“Yah, tumpah!” lantai kamar yang penuh remah cemilan kini dibasahi teh panas miliknya. “Aduh, bikin repot saja. Orang lagi santai,” sambungnya menggerutu karena kenikmatan menyantap film kesukaan terusik dengan drama tumpah air minum. Bukannya mengambil lap atau semacamnya, ia memilih mendiamkan. Tanpa merasa terganggu dengan keadaan kamar yang seperti itu.
Noda teh ia biarkan begitu saja. Seperti ada becek dalam kamar. Perlahan semut hitam mendekat. Sedikit demi sedikit dan langsung berkerumun di sekeliling tumpahan teh yang tidak diacuhkannya. Tidak peduli jam berapa, dirinya tak menujukkan tanda ingin istirahat. Keinginannya menjelajahi malam di dalam kamar masih membara. Beberapa bungkus cemilan sudah habis dan ditaruh begitu saja tanpa merasa bersalah. Toh ada Ibu yang nanti membereskan. Sebuah tindakan dan didukung oleh pola piker yang salah.
Aroma kamar ini sudah menyatu menjadi sebuah aroma paten. Bau yang bercampur dengan aroma keringat, makanan, dan debu. Sebuah satuan bau yang tak bisa didefinisikan dan membuat siapapun tak bisa tahan tinggal lama. Kecuali si pemilik kamar.
***
Sudah tiga kali bulan dan mentari berganti posisi, Idan masih enggan mendekapkan dirinya di kursi kampus. Padahal ia sudah membuat janji dengan Pak Fiqih – dosen yang bersedia meluangkan waktu untuk mengganti kelas Idan yang terlalu banyak bolong kemarin-kemarin. Pak Fiqih begitu memiliki hati yang besar ingin memberikan kelas untuk Idan seorang. Bisa dibilang privat, yang belum pernah didapatkan mahasiswa manapun di Universitas Negeri Makassar.
Semua orang di sekitar Idan mengetahui bagaimana tingkahnya.
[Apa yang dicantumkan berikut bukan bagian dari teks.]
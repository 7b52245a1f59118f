// 该文件是 Gongga （贡嘎雪线） 项目的一部分。
// src/buffer.rs - 检测输出缓冲区协议
//
// 本文件根据 Apache 许可证第 2.0 版（以下简称“许可证”）授权使用；
// 除非遵守该许可证条款，否则您不得使用本文件。
// 您可通过以下网址获取许可证副本：
// http://www.apache.org/licenses/LICENSE-2.0
// 除非适用法律要求或书面同意，根据本许可协议分发的软件均按“原样”提供，
// 不附带任何形式的明示或暗示的保证或条件。
// 有关许可权限与限制的具体条款，请参阅本许可协议。
//
// Copyright (C) 2026 Johann Li <me@qinka.pro>, Wareless Group

use thiserror::Error;
use tracing::debug;

use crate::backend::LayerGeometry;

#[derive(Error, Debug)]
pub enum BufferError {
  #[error("缓冲区分配失败: {0}")]
  Allocation(&'static str),
  #[error("缓冲区形状不匹配: {buffer} 期望长度 {expected}, 实际长度 {found}")]
  ShapeMismatch {
    buffer: &'static str,
    expected: usize,
    found: usize,
  },
  #[error("缓冲区尚未准备就绪")]
  Incomplete,
}

/// 候选框记录：中心坐标、宽高与目标置信度。
#[derive(Debug, Clone, Copy, Default, PartialEq)]
pub struct BoxRecord {
  pub x: f32,
  pub y: f32,
  pub w: f32,
  pub h: f32,
  pub objectness: f32,
}

/// 缓冲区槽位：要么为空（本次调用负责分配并交还），
/// 要么由调用方带入上一次调用的缓冲区原样复用。
#[derive(Debug, Default)]
pub enum BufferSlot<T> {
  #[default]
  Empty,
  Filled(T),
}

impl<T> BufferSlot<T> {
  pub fn is_empty(&self) -> bool {
    matches!(self, BufferSlot::Empty)
  }

  pub fn as_ref(&self) -> Option<&T> {
    match self {
      BufferSlot::Empty => None,
      BufferSlot::Filled(value) => Some(value),
    }
  }
}

/// 单个槽位在本次调用中的来源。`Fresh` 槽位在调用失败时回滚为空，
/// `Reused` 槽位属于调用方，绝不释放。
#[derive(Debug, Clone, Copy, PartialEq, Eq)]
pub enum Provenance {
  Reused,
  Fresh,
}

/// 一次 prepare 的来源记录，驱动失败路径上的回滚。
#[derive(Debug, Clone, Copy)]
pub struct FrameProvenance {
  pub boxes: Provenance,
  pub probs: Provenance,
  pub masks: Option<Provenance>,
}

impl Default for FrameProvenance {
  fn default() -> Self {
    Self {
      boxes: Provenance::Reused,
      probs: Provenance::Reused,
      masks: None,
    }
  }
}

/// 缓冲区分配器接口。检测调用的每一步分配都经过这里，
/// 以便统计分配次数，也便于测试注入失败。
pub trait BufferAlloc {
  fn alloc_boxes(&mut self, n: usize) -> Result<Box<[BoxRecord]>, BufferError>;
  fn alloc_outer(&mut self, n: usize) -> Result<Vec<Box<[f32]>>, BufferError>;
  fn alloc_inner(&mut self, len: usize) -> Result<Box<[f32]>, BufferError>;
}

/// 默认分配器，附带分配计数。
#[derive(Debug, Default)]
pub struct SystemAlloc {
  count: u64,
}

impl SystemAlloc {
  pub fn allocations(&self) -> u64 {
    self.count
  }
}

impl BufferAlloc for SystemAlloc {
  fn alloc_boxes(&mut self, n: usize) -> Result<Box<[BoxRecord]>, BufferError> {
    self.count += 1;
    Ok(vec![BoxRecord::default(); n].into_boxed_slice())
  }

  fn alloc_outer(&mut self, n: usize) -> Result<Vec<Box<[f32]>>, BufferError> {
    self.count += 1;
    Ok(Vec::with_capacity(n))
  }

  fn alloc_inner(&mut self, len: usize) -> Result<Box<[f32]>, BufferError> {
    self.count += 1;
    Ok(vec![0.0; len].into_boxed_slice())
  }
}

/// 已就绪缓冲区的可写视图，供框解码器就地填充。
pub struct FrameView<'a> {
  pub boxes: &'a mut [BoxRecord],
  pub probs: &'a mut [Box<[f32]>],
  pub masks: Option<&'a mut [Box<[f32]>]>,
}

/// 单次检测调用的输出缓冲区组。
///
/// 所有权协议：`boxes`/`probs`/`masks` 三个槽位相互独立，要么由调用方
/// 带入上一次调用的缓冲区（形状必须与当前几何一致，原样复用），要么
/// 传入空槽位、由本次调用分配后通过同一槽位交还调用方。被调用方绝不
/// 释放调用方带入的缓冲区；本次调用新分配的缓冲区在调用失败时全部
/// 回滚为空，调用方不会看到悬空或半初始化的状态。
#[derive(Debug, Default)]
pub struct FrameBuffers {
  boxes: BufferSlot<Box<[BoxRecord]>>,
  probs: BufferSlot<Box<[Box<[f32]>]>>,
  masks: BufferSlot<Box<[Box<[f32]>]>>,
}

impl FrameBuffers {
  pub fn empty() -> Self {
    Self::default()
  }

  pub fn supply_boxes(&mut self, boxes: Box<[BoxRecord]>) {
    self.boxes = BufferSlot::Filled(boxes);
  }

  pub fn supply_probs(&mut self, probs: Box<[Box<[f32]>]>) {
    self.probs = BufferSlot::Filled(probs);
  }

  pub fn supply_masks(&mut self, masks: Box<[Box<[f32]>]>) {
    self.masks = BufferSlot::Filled(masks);
  }

  pub fn boxes(&self) -> Option<&[BoxRecord]> {
    self.boxes.as_ref().map(|b| &b[..])
  }

  pub fn probs(&self) -> Option<&[Box<[f32]>]> {
    self.probs.as_ref().map(|p| &p[..])
  }

  pub fn masks(&self) -> Option<&[Box<[f32]>]> {
    self.masks.as_ref().map(|m| &m[..])
  }

  /// 释放全部槽位。
  pub fn clear(&mut self) {
    self.masks = BufferSlot::Empty;
    self.probs = BufferSlot::Empty;
    self.boxes = BufferSlot::Empty;
  }

  /// 按固定顺序 boxes → probs（外层及 N 个内层）→ masks（仅当
  /// `coords > 4`）准备缓冲区：空槽位走分配路径，非空槽位校验形状后
  /// 复用。任何一步失败都会撤销本次已完成的新分配（内层向量通过丢弃
  /// 局部半成品展开，先前阶段通过 [`FrameBuffers::rollback`]），调用方
  /// 带入的缓冲区保持原样。
  pub fn prepare<A: BufferAlloc>(
    &mut self,
    geometry: &LayerGeometry,
    alloc: &mut A,
  ) -> Result<FrameProvenance, BufferError> {
    let mut provenance = FrameProvenance::default();
    match self.try_prepare(geometry, alloc, &mut provenance) {
      Ok(()) => Ok(provenance),
      Err(e) => {
        self.rollback(&provenance);
        Err(e)
      }
    }
  }

  fn try_prepare<A: BufferAlloc>(
    &mut self,
    geometry: &LayerGeometry,
    alloc: &mut A,
    provenance: &mut FrameProvenance,
  ) -> Result<(), BufferError> {
    let n = geometry.cell_count();

    match &self.boxes {
      BufferSlot::Filled(boxes) => {
        if boxes.len() != n {
          return Err(BufferError::ShapeMismatch {
            buffer: "boxes",
            expected: n,
            found: boxes.len(),
          });
        }
      }
      BufferSlot::Empty => {
        self.boxes = BufferSlot::Filled(alloc.alloc_boxes(n)?);
        provenance.boxes = Provenance::Fresh;
      }
    }

    let prob_len = geometry.prob_len();
    match &self.probs {
      BufferSlot::Filled(probs) => {
        validate_jagged("probs", probs, n, prob_len)?;
      }
      BufferSlot::Empty => {
        self.probs = BufferSlot::Filled(alloc_jagged(alloc, n, prob_len)?);
        provenance.probs = Provenance::Fresh;
      }
    }

    if geometry.has_masks() {
      let mask_len = geometry.mask_len();
      match &self.masks {
        BufferSlot::Filled(masks) => {
          validate_jagged("masks", masks, n, mask_len)?;
          provenance.masks = Some(Provenance::Reused);
        }
        BufferSlot::Empty => {
          self.masks = BufferSlot::Filled(alloc_jagged(alloc, n, mask_len)?);
          provenance.masks = Some(Provenance::Fresh);
        }
      }
    } else if let BufferSlot::Filled(masks) = &self.masks {
      // 掩码的有无由几何整体决定，coords <= 4 时不接受掩码缓冲区
      return Err(BufferError::ShapeMismatch {
        buffer: "masks",
        expected: 0,
        found: masks.len(),
      });
    }

    Ok(())
  }

  /// 按与分配相反的顺序清空本次调用新分配的槽位，
  /// 调用方带入的槽位不受影响。
  pub fn rollback(&mut self, provenance: &FrameProvenance) {
    if provenance.masks == Some(Provenance::Fresh) {
      self.masks = BufferSlot::Empty;
    }
    if provenance.probs == Provenance::Fresh {
      self.probs = BufferSlot::Empty;
    }
    if provenance.boxes == Provenance::Fresh {
      self.boxes = BufferSlot::Empty;
    }
    debug!("已回滚本次调用新分配的缓冲区");
  }

  /// 三个槽位均就绪时返回可写视图，否则返回 `None`。
  pub fn filled_view(&mut self) -> Option<FrameView<'_>> {
    match (&mut self.boxes, &mut self.probs, &mut self.masks) {
      (BufferSlot::Filled(boxes), BufferSlot::Filled(probs), BufferSlot::Filled(masks)) => {
        Some(FrameView {
          boxes,
          probs,
          masks: Some(masks),
        })
      }
      (BufferSlot::Filled(boxes), BufferSlot::Filled(probs), BufferSlot::Empty) => {
        Some(FrameView {
          boxes,
          probs,
          masks: None,
        })
      }
      _ => None,
    }
  }
}

fn alloc_jagged<A: BufferAlloc>(
  alloc: &mut A,
  n: usize,
  len: usize,
) -> Result<Box<[Box<[f32]>]>, BufferError> {
  let mut outer = alloc.alloc_outer(n)?;
  for _ in 0..n {
    // 内层分配失败时，半成品 outer 连同已分配的内层向量一并丢弃
    outer.push(alloc.alloc_inner(len)?);
  }
  Ok(outer.into_boxed_slice())
}

fn validate_jagged(
  buffer: &'static str,
  jagged: &[Box<[f32]>],
  n: usize,
  len: usize,
) -> Result<(), BufferError> {
  if jagged.len() != n {
    return Err(BufferError::ShapeMismatch {
      buffer,
      expected: n,
      found: jagged.len(),
    });
  }
  for row in jagged {
    if row.len() != len {
      return Err(BufferError::ShapeMismatch {
        buffer,
        expected: len,
        found: row.len(),
      });
    }
  }
  Ok(())
}

#[cfg(test)]
mod tests {
  use super::*;

  fn geometry(coords: usize) -> LayerGeometry {
    LayerGeometry {
      width: 2,
      height: 1,
      boxes_per_cell: 2,
      classes: 2,
      coords,
    }
  }

  /// 在第 `fail_at` 次分配（从 1 起）注入失败。
  struct FailingAlloc {
    inner: SystemAlloc,
    fail_at: u64,
    made: u64,
  }

  impl FailingAlloc {
    fn new(fail_at: u64) -> Self {
      Self {
        inner: SystemAlloc::default(),
        fail_at,
        made: 0,
      }
    }

    fn tick(&mut self) -> Result<(), BufferError> {
      self.made += 1;
      if self.made == self.fail_at {
        Err(BufferError::Allocation("注入的分配失败"))
      } else {
        Ok(())
      }
    }
  }

  impl BufferAlloc for FailingAlloc {
    fn alloc_boxes(&mut self, n: usize) -> Result<Box<[BoxRecord]>, BufferError> {
      self.tick()?;
      self.inner.alloc_boxes(n)
    }

    fn alloc_outer(&mut self, n: usize) -> Result<Vec<Box<[f32]>>, BufferError> {
      self.tick()?;
      self.inner.alloc_outer(n)
    }

    fn alloc_inner(&mut self, len: usize) -> Result<Box<[f32]>, BufferError> {
      self.tick()?;
      self.inner.alloc_inner(len)
    }
  }

  #[test]
  fn prepare_allocates_expected_shapes() {
    let mut buffers = FrameBuffers::empty();
    let mut alloc = SystemAlloc::default();

    let provenance = buffers.prepare(&geometry(4), &mut alloc).unwrap();

    assert_eq!(provenance.boxes, Provenance::Fresh);
    assert_eq!(provenance.probs, Provenance::Fresh);
    assert!(provenance.masks.is_none());

    assert_eq!(buffers.boxes().unwrap().len(), 4);
    let probs = buffers.probs().unwrap();
    assert_eq!(probs.len(), 4);
    assert!(probs.iter().all(|row| row.len() == 3));
    assert!(buffers.masks().is_none());
  }

  #[test]
  fn prepare_allocates_masks_when_coords_exceed_four() {
    let mut buffers = FrameBuffers::empty();
    let mut alloc = SystemAlloc::default();

    let provenance = buffers.prepare(&geometry(6), &mut alloc).unwrap();

    assert_eq!(provenance.masks, Some(Provenance::Fresh));
    let masks = buffers.masks().unwrap();
    assert_eq!(masks.len(), 4);
    assert!(masks.iter().all(|row| row.len() == 2));
  }

  #[test]
  fn second_prepare_reuses_without_allocating() {
    let mut buffers = FrameBuffers::empty();
    let mut alloc = SystemAlloc::default();

    buffers.prepare(&geometry(6), &mut alloc).unwrap();
    let after_first = alloc.allocations();

    let provenance = buffers.prepare(&geometry(6), &mut alloc).unwrap();

    assert_eq!(alloc.allocations(), after_first);
    assert_eq!(provenance.boxes, Provenance::Reused);
    assert_eq!(provenance.probs, Provenance::Reused);
    assert_eq!(provenance.masks, Some(Provenance::Reused));
  }

  #[test]
  fn reused_boxes_shape_is_validated() {
    let mut buffers = FrameBuffers::empty();
    buffers.supply_boxes(vec![BoxRecord::default(); 7].into_boxed_slice());
    let mut alloc = SystemAlloc::default();

    let err = buffers.prepare(&geometry(4), &mut alloc);
    assert!(matches!(
      err,
      Err(BufferError::ShapeMismatch { buffer: "boxes", expected: 4, found: 7 })
    ));
    // 形状不符的缓冲区仍然归调用方所有
    assert_eq!(buffers.boxes().unwrap().len(), 7);
  }

  #[test]
  fn masks_rejected_for_maskless_geometry() {
    let mut buffers = FrameBuffers::empty();
    buffers.supply_masks(vec![vec![0.0; 2].into_boxed_slice(); 4].into_boxed_slice());
    let mut alloc = SystemAlloc::default();

    let err = buffers.prepare(&geometry(4), &mut alloc);
    assert!(matches!(
      err,
      Err(BufferError::ShapeMismatch { buffer: "masks", .. })
    ));
    assert!(buffers.masks().is_some());
  }

  // 分配序号（geometry(6), 全空槽位）：
  //   1 boxes, 2 probs 外层, 3..6 probs 内层, 7 masks 外层, 8..11 masks 内层
  #[test]
  fn failure_at_each_stage_leaves_slots_empty() {
    for fail_at in [1, 2, 4, 7, 9] {
      let mut buffers = FrameBuffers::empty();
      let mut alloc = FailingAlloc::new(fail_at);

      let err = buffers.prepare(&geometry(6), &mut alloc);
      assert!(matches!(err, Err(BufferError::Allocation(_))), "fail_at={fail_at}");
      assert!(buffers.boxes().is_none(), "fail_at={fail_at}");
      assert!(buffers.probs().is_none(), "fail_at={fail_at}");
      assert!(buffers.masks().is_none(), "fail_at={fail_at}");
    }
  }

  #[test]
  fn caller_buffers_survive_later_failure() {
    let mut buffers = FrameBuffers::empty();
    let sentinel = BoxRecord {
      objectness: 0.75,
      ..BoxRecord::default()
    };
    buffers.supply_boxes(vec![sentinel; 4].into_boxed_slice());

    // boxes 被复用，第 1 次分配即 probs 外层
    let mut alloc = FailingAlloc::new(1);
    let err = buffers.prepare(&geometry(4), &mut alloc);

    assert!(matches!(err, Err(BufferError::Allocation(_))));
    let boxes = buffers.boxes().unwrap();
    assert_eq!(boxes.len(), 4);
    assert_eq!(boxes[0].objectness, 0.75);
    assert!(buffers.probs().is_none());
  }

  #[test]
  fn filled_view_requires_prepare() {
    let mut buffers = FrameBuffers::empty();
    assert!(buffers.filled_view().is_none());

    let mut alloc = SystemAlloc::default();
    buffers.prepare(&geometry(6), &mut alloc).unwrap();

    let view = buffers.filled_view().unwrap();
    assert_eq!(view.boxes.len(), 4);
    assert_eq!(view.probs.len(), 4);
    assert!(view.masks.is_some());
  }

  #[test]
  fn clear_releases_all_slots() {
    let mut buffers = FrameBuffers::empty();
    let mut alloc = SystemAlloc::default();
    buffers.prepare(&geometry(4), &mut alloc).unwrap();

    buffers.clear();
    assert!(buffers.boxes().is_none());
    assert!(buffers.probs().is_none());
  }
}
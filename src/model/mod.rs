//! Lazily loaded tree model over a [`FileSystem`].
//!
//! The model owns an arena of [`ModelNode`]s mirroring the backend
//! hierarchy. Backend work runs in spawned tasks that only ever post
//! [`ModelMessage`]s to the model's inbox; the tree is mutated solely by
//! the owner through `&mut self`, one message at a time. Each node owns at
//! most one backend operation, tagged with a token: results carrying an
//! outdated token are dropped.
//!
//! Loading is driven by reads: asking for the display name, icon or
//! children of a folder starts listing it. Callers that need a result
//! synchronously use [`FileSystemModel::load_path`],
//! [`FileSystemModel::wait_loaded`] or [`FileSystemModel::run_until`],
//! which process inbox messages until the condition holds or time runs out.

pub mod arena;
pub mod event;
mod hotplug;
mod link;
pub mod naming;
pub mod node;
pub mod tree;

use std::path::{Path, PathBuf};
use std::sync::Arc;
use std::time::Duration;

use log::{debug, warn};
use tokio::runtime::Handle;
use tokio::sync::{broadcast, mpsc};
use tokio::task::JoinHandle;
use tokio::time::Instant;

use crate::backend::{thumbnail, BackendEvent, FileSystem};
use crate::config::ModelConfig;
use crate::error::{FsError, FsErrorKind, FsResult};
use crate::folder::{Folder, FolderEvent};
use crate::location::{LocationKind, SpecialLocation};
use crate::path::FilePath;
use crate::platform::{PlatformSettings, PlatformState};
use crate::service::bookmarks::Bookmark;
use crate::volume::Volume;

pub use arena::NodeId;
pub use event::{ModelEvent, ObserverId};
pub use node::{ModelNode, NodeState};
pub use tree::{Column, ColumnType, TreeIter, TreeModel, TreePath, Value};

use arena::Arena;
use event::EventHub;

/// Global presentation options. Changing them invalidates every cached
/// column value.
#[derive(Debug, Clone, PartialEq, Eq)]
pub struct PresentationSettings {
    pub clock_24h: bool,
    pub icon_theme: Option<String>,
}

impl Default for PresentationSettings {
    fn default() -> Self {
        Self {
            clock_24h: true,
            icon_theme: None,
        }
    }
}

pub(crate) enum ModelMessage {
    FolderReady {
        node: NodeId,
        token: u64,
        result: FsResult<Box<dyn Folder>>,
    },
    Folder {
        node: NodeId,
        token: u64,
        event: FolderEvent,
    },
    /// Deferred part of a batched add.
    ContinueAdds {
        node: NodeId,
        token: u64,
    },
    Backend(BackendEvent),
    PlatformChanged,
}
Pemuda yang sebenarnya memiliki usia cukup matang, namun terjebak di jiwa yang masih seperti anak baru masuk SMA. Tiga bulan lalu Idan merayakan usianya yang ke 25 dengan berlibur seminggu di Toraja, tanpa memerhatikan jadwal kuliahnya yang tak menyediakan libur sebanyak itu.
Berbicara tentang kuliah Idan, nilai tidak usah dibilang lagi. Hampir setiap semester ia harus menjalani pengulangan karena terlalu banyak nilai E yang didapatkannya. Di kampus ia tidak begitu terkenal, hanya segelintir orang yang tahu siapa dia, seperti teman sekelas, dan dosen yang mengajar. Tetapi siapa yang mengenal Idan, dia telah tahu luar dalamnya seperti apa.
Idan tidak seperti mahasiswa tua pemalas lain, yang selain cuek memikirkan kuliah, ikut menjadi preman kampus yang justru membuyarkan ketertiban, dan mengusik ketenangan hati junior-junior gundul yang terus jalan dengan menunduk. Idan tidak pernah mengusik siapapun, ia hanya merugikan dirinya sendiri, dan tidak pernah mengganggu orang lain. Namun, siapapun sok pahlawan ingin menasehati Idan tentang tingkah lakunya, kalau bukan dianggap angin lalu, orang itu akan mendapat ceramah balik dari Idan.
Walaupun Idan hanya merugikan diri sendiri, sebenarnya orangtuanyalah yang lebih harus dipikirkan. Orangtua Idan menghabiskan siang dan malam di usaha mebelnya yang memiliki omzet naik dan turun. Ditambah pikiran tentang anak bungsunya – Idan yang semakin besar semakin tidak menunjukkan sifat kedewasaan. Keenam kakaknya yang semuanya perempuan berhasil menjadi wanita, suami, dan Ibu yang baik untuk anak-anak mereka.
Kini tugas orangtua Idan, tinggal Idan seorang. Di usia mereka yang semakin menua, masih ada tugas terakhir untuk menjaga titipan Tuhan agar tak semakin jauh dari kedisiplinan. Untung masih ada Dian, kakak keenam Idan yang masih tinggal serumah dengannya. Dian yang telah memiliki seorang anak berusia 3 tahun ini, kadang menjadi tempat curahan hati adiknya. Dian pun selalu membantu Ibunya untuk membujuk Idan kalau lagi-lagi ia tidak pernah mengindahkan kata-kata orangtuanya. Keluarga Idan memang tidak kaya raya, tapi yang patut disyukuri adalah mereka tak pernah merasa kurang atas apa yang dibutuhkan tiap hari. Termasuk semua keinginan Idan ke orangtuanya yang selalu bisa diwujudkan, terpaksa maupun tidak.